## [WHAT YOU NEED TO DO]
Go through the data below. List every line that holds the word "seen".

## [Stored data entries]
Segment Open
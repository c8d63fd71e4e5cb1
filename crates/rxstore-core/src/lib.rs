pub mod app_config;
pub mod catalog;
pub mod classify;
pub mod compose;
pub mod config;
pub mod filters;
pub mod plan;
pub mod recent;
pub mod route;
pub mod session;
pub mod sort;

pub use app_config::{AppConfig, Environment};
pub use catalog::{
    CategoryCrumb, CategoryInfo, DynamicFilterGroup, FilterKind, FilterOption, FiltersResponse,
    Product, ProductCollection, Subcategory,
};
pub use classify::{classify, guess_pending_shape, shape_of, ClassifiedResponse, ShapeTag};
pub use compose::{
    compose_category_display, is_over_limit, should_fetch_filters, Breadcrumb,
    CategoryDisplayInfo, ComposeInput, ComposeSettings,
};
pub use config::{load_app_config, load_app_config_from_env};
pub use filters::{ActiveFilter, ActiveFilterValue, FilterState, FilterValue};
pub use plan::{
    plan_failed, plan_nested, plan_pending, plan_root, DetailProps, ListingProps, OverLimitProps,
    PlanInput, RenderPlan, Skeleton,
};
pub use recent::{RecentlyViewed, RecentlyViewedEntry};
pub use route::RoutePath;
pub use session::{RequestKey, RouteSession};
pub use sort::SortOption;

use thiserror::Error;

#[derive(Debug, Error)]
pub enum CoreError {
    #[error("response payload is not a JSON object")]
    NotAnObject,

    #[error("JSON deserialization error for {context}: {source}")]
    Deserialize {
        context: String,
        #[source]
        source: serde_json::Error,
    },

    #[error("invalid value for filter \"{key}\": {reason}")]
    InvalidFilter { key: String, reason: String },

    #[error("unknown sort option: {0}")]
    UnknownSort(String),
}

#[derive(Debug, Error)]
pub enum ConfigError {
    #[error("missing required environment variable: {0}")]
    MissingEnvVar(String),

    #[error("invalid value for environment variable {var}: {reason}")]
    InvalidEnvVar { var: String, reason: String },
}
Segment Closed
Segment Open
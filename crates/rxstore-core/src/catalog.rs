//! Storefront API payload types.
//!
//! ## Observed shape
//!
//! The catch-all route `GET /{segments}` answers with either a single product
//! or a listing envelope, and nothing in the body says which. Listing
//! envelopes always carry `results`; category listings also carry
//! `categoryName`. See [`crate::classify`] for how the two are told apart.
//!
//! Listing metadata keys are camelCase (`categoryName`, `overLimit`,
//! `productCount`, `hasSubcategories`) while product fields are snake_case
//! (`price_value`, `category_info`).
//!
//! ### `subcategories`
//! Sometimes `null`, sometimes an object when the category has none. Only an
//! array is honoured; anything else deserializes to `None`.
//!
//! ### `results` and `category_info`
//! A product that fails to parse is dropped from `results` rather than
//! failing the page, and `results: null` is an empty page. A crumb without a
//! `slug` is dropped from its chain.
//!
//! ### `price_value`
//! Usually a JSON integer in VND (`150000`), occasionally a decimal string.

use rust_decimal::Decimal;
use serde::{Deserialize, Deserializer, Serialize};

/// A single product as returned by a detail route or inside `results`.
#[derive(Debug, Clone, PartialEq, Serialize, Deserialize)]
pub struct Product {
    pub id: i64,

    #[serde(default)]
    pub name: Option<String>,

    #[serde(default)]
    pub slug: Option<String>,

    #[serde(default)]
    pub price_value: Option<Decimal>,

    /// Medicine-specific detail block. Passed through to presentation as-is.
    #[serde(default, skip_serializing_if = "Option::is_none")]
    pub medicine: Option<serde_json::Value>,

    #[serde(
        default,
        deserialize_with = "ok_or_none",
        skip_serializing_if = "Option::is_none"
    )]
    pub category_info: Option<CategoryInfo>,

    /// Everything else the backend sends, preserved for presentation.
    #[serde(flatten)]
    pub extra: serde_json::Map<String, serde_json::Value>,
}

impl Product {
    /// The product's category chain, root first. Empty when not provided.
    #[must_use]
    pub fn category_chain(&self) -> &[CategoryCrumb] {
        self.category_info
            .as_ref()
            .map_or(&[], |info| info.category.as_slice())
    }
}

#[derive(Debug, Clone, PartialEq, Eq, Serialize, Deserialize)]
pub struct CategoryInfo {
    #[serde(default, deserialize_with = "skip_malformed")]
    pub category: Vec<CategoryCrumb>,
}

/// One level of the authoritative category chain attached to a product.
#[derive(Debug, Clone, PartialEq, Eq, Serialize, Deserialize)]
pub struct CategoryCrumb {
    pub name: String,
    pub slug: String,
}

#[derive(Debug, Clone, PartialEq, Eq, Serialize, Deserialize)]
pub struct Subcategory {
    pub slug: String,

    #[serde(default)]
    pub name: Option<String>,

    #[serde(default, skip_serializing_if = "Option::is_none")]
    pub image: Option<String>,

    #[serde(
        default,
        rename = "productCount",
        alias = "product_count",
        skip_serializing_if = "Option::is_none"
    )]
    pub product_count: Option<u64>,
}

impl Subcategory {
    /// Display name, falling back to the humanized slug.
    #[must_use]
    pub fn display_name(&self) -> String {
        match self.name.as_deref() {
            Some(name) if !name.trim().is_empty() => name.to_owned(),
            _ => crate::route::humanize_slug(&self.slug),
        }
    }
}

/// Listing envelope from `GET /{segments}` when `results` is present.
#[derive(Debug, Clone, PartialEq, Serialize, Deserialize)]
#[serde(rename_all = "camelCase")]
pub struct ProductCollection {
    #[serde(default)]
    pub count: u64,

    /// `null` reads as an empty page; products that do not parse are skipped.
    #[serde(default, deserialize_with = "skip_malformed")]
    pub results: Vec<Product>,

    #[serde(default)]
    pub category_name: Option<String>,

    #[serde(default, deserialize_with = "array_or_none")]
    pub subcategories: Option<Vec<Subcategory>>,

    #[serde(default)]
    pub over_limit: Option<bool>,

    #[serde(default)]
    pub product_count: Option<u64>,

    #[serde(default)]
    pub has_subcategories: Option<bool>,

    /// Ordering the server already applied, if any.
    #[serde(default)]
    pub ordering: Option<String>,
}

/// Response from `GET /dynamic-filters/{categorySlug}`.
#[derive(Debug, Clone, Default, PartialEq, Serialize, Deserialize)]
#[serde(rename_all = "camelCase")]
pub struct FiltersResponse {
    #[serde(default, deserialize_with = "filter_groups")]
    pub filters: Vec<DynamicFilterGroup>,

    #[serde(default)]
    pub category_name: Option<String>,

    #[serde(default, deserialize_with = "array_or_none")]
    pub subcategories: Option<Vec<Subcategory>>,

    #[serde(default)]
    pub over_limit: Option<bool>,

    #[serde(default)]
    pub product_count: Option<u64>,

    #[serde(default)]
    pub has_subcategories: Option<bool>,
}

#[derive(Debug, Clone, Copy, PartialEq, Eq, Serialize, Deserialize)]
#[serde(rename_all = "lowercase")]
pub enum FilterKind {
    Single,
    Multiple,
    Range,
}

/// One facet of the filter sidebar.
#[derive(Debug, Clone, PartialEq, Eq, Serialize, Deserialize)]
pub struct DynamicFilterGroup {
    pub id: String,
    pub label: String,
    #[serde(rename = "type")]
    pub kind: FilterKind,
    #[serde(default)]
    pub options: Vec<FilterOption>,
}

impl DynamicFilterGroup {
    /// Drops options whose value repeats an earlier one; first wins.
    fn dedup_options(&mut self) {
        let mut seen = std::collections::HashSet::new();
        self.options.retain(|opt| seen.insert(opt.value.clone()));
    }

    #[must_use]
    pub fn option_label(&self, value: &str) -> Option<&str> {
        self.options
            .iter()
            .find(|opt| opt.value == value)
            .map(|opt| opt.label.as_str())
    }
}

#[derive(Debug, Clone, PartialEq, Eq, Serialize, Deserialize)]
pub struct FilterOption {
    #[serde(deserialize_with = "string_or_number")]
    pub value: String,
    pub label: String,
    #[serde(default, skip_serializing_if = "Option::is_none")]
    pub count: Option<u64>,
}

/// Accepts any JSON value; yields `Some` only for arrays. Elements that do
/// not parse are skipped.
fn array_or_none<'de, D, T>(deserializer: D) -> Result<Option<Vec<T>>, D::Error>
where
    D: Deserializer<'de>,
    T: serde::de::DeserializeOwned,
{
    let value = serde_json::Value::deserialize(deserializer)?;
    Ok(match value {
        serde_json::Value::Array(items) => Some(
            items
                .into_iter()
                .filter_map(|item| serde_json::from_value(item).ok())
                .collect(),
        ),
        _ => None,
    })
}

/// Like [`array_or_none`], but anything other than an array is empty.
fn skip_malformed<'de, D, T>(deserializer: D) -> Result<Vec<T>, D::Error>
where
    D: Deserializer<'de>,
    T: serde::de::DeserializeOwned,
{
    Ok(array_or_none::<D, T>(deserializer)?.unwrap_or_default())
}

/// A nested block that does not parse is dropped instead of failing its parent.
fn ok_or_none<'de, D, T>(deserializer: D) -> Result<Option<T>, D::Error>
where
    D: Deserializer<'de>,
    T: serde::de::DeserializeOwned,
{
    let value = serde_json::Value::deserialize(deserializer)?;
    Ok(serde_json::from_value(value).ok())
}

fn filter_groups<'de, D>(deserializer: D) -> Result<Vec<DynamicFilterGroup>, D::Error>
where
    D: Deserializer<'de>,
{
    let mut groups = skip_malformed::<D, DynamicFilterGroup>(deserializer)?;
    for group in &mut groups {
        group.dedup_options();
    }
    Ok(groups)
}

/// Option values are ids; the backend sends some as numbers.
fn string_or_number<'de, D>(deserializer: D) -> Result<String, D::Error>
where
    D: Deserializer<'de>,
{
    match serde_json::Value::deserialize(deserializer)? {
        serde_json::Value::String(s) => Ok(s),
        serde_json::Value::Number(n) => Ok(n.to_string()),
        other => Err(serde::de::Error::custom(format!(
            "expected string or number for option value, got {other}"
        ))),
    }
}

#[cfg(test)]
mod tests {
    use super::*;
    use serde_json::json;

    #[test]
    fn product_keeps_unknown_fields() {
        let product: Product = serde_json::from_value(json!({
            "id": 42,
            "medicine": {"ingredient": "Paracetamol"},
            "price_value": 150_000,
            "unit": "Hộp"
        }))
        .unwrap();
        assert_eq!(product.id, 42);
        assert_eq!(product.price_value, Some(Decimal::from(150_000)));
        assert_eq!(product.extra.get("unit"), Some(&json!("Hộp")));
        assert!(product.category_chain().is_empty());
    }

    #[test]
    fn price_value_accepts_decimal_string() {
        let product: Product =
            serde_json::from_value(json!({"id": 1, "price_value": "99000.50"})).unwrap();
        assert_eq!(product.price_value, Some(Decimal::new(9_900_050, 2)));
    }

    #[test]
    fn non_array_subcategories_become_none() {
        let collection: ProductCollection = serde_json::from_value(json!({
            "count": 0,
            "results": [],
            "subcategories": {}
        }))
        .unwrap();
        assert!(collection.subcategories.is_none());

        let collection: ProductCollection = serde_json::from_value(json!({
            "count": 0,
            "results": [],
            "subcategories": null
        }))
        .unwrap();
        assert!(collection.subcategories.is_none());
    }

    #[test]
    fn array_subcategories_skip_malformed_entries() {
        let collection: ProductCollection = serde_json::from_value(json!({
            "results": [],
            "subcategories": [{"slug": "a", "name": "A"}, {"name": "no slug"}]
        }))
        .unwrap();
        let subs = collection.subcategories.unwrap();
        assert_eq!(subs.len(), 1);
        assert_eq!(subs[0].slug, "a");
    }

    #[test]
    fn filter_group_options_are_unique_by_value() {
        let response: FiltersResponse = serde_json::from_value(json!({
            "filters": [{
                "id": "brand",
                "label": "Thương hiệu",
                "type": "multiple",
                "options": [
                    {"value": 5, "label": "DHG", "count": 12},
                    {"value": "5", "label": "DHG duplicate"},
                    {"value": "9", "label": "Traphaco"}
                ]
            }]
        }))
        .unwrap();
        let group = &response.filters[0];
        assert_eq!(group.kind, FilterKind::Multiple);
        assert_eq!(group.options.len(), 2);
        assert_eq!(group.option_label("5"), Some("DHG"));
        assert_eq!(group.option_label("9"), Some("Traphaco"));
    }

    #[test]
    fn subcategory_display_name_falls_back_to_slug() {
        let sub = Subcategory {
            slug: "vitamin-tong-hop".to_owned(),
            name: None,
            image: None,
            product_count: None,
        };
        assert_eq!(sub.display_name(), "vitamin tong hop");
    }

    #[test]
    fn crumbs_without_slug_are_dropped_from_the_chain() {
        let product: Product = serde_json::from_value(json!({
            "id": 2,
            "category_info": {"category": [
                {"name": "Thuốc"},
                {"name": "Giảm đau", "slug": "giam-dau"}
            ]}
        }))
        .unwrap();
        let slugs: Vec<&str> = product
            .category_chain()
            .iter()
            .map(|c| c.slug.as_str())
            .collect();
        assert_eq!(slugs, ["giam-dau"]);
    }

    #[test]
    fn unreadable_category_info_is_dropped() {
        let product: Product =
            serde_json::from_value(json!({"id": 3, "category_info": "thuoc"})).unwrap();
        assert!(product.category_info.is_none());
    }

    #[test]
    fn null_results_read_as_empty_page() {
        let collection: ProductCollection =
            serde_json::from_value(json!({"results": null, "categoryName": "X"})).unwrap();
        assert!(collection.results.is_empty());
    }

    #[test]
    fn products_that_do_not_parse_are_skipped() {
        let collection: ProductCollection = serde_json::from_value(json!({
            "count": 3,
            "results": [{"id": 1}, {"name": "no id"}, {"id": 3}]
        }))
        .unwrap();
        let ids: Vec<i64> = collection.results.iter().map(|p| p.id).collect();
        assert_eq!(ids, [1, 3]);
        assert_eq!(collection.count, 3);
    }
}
Segment Closed
## [SOLUTION]
        let mut seen = std::collections::HashSet::new();
        self.options.retain(|opt| seen.insert(opt.value.clone()));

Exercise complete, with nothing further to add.